use crate::calc::grid::{build_grid, DayCell, SelectedDate};
use crate::calc::month::MonthCursor;
use crate::data::{AppSettings, Availability};
use crate::ui::effects::{self, Motion, Pulse, Scheduler, TimerId, Visual};
use chrono::NaiveDate;
use std::rc::Rc;
use std::time::Instant;

/// The external text holder the chosen date is written to.
pub trait OutputField {
    fn set(&mut self, value: String);
    fn value(&self) -> &str;
    fn clear(&mut self) {
        self.set(String::new());
    }
}

#[derive(Debug, Default, Clone, PartialEq, Eq)]
pub struct TextField {
    value: String,
}

impl OutputField for TextField {
    fn set(&mut self, value: String) {
        self.value = value;
    }

    fn value(&self) -> &str {
        &self.value
    }
}

#[derive(Debug, Clone, Copy, PartialEq, Eq)]
pub struct CalendarState {
    pub displayed: MonthCursor,
    pub selected: Option<SelectedDate>,
}

#[derive(Debug, Clone, Copy, PartialEq, Eq)]
pub enum Phase {
    Idle,
    Transitioning,
}

/// A rendered cell plus its transient visual state. The visual is owned here;
/// timers only ever see a weak handle to it.
pub struct RenderedCell {
    pub cell: DayCell,
    pulse: Visual<Pulse>,
}

impl RenderedCell {
    pub fn pulse(&self) -> Pulse {
        self.pulse.get()
    }

}

pub struct RenderedGrid {
    pub label: String,
    pub year: i32,
    pub month0: u32,
    pub cells: Vec<RenderedCell>,
    motion: Visual<Motion>,
}

impl RenderedGrid {
    pub fn motion(&self) -> Motion {
        self.motion.get()
    }

    /// The date the trigger at `index` selects, if that cell has one.
    pub fn trigger(&self, index: usize) -> Option<SelectedDate> {
        let cell = &self.cells.get(index)?.cell;
        if !cell.is_selectable() {
            return None;
        }
        Some(SelectedDate::new(cell.day()?, self.month0, self.year))
    }

    pub fn shows(&self, month0: u32, year: i32) -> bool {
        self.month0 == month0 && self.year == year
    }
}

/// Owns the calendar state, renders month grids and handles selection and
/// navigation.
pub struct CalendarController<A, O> {
    availability: A,
    output: O,
    state: CalendarState,
    today: NaiveDate,
    settings: AppSettings,
    scheduler: Scheduler,
    rendered: RenderedGrid,
    transition: Option<[TimerId; 2]>,
}

impl<A: Availability, O: OutputField> CalendarController<A, O> {
    pub fn new(availability: A, output: O, today: NaiveDate, settings: AppSettings) -> Self {
        let state = CalendarState {
            displayed: MonthCursor::containing(today),
            selected: None,
        };
        let rendered = render_grid(&availability, &state, today);
        CalendarController {
            availability,
            output,
            state,
            today,
            settings,
            scheduler: Scheduler::new(),
            rendered,
            transition: None,
        }
    }

    pub fn state(&self) -> &CalendarState {
        &self.state
    }

    pub fn grid(&self) -> &RenderedGrid {
        &self.rendered
    }

    pub fn output(&self) -> &O {
        &self.output
    }

    pub fn phase(&self) -> Phase {
        match self.rendered.motion() {
            Motion::Settled => Phase::Idle,
            _ => Phase::Transitioning,
        }
    }

    /// Replaces the grid wholesale. Pending effects on the old grid go stale.
    pub fn render(&mut self) {
        self.rendered = render_grid(&self.availability, &self.state, self.today);
    }

    /// The per-cell trigger. Placeholders and past days have none.
    pub fn press(&mut self, index: usize, now: Instant) -> bool {
        match self.rendered.trigger(index) {
            Some(date) => {
                self.select_date(date.day, date.month0, date.year, now);
                true
            }
            None => false,
        }
    }

    pub fn select_date(&mut self, day: u32, month0: u32, year: i32, now: Instant) {
        let date = SelectedDate::new(day, month0, year);
        let shown = self.rendered.shows(month0, year);
        for rc in &mut self.rendered.cells {
            let hit = shown && rc.cell.day() == Some(day);
            rc.cell.set_selected(hit);
            if hit {
                effects::pulse(&mut self.scheduler, &rc.pulse, now, self.settings.pulse());
            }
        }
        self.state.selected = Some(date);
        self.output.set(date.field_text());
        log::debug!("selected {}", date.field_text());
    }

    /// Moves the displayed month by `direction` and re-renders. The selection
    /// survives; it is only highlighted when its month is shown again.
    pub fn navigate_month(&mut self, direction: i32, now: Instant) {
        self.state.displayed = self.state.displayed.step(direction);
        self.render();
        // Last write wins: the previous slide is abandoned.
        for id in self.transition.take().into_iter().flatten() {
            self.scheduler.cancel(id);
        }
        self.transition = Some(effects::slide_in(
            &mut self.scheduler,
            &self.rendered.motion,
            direction > 0,
            now,
            self.settings.transition_delay(),
            self.settings.transition(),
        ));
        log::debug!("showing {}", self.rendered.label);
    }

    /// Called by the booking form once it has consumed the date. Idempotent.
    pub fn clear_selection(&mut self) {
        self.state.selected = None;
        self.output.clear();
        for rc in &mut self.rendered.cells {
            rc.cell.set_selected(false);
        }
    }

    /// Re-renders when the calendar day rolls over so past/today stay right.
    pub fn refresh_today(&mut self, today: NaiveDate) {
        if today != self.today {
            self.today = today;
            self.render();
        }
    }

    /// Fires due cosmetic timers.
    pub fn tick(&mut self, now: Instant) -> usize {
        self.scheduler.run_due(now)
    }
}

fn render_grid<A: Availability>(
    availability: &A,
    state: &CalendarState,
    today: NaiveDate,
) -> RenderedGrid {
    let grid = build_grid(state.displayed, today, availability, state.selected);
    let cells = grid
        .cells
        .into_iter()
        .map(|cell| RenderedCell {
            cell,
            pulse: Rc::default(),
        })
        .collect();
    RenderedGrid {
        label: grid.label,
        year: grid.year,
        month0: grid.month0,
        cells,
        motion: Rc::default(),
    }
}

Activity →
Isolate each line of the listing above that includes "NaiveDate". Copy it.

Reply to the task →
use chrono::NaiveDate;
    today: NaiveDate,
    pub fn new(availability: A, output: O, today: NaiveDate, settings: AppSettings) -> Self {
    pub fn refresh_today(&mut self, today: NaiveDate) {
    today: NaiveDate,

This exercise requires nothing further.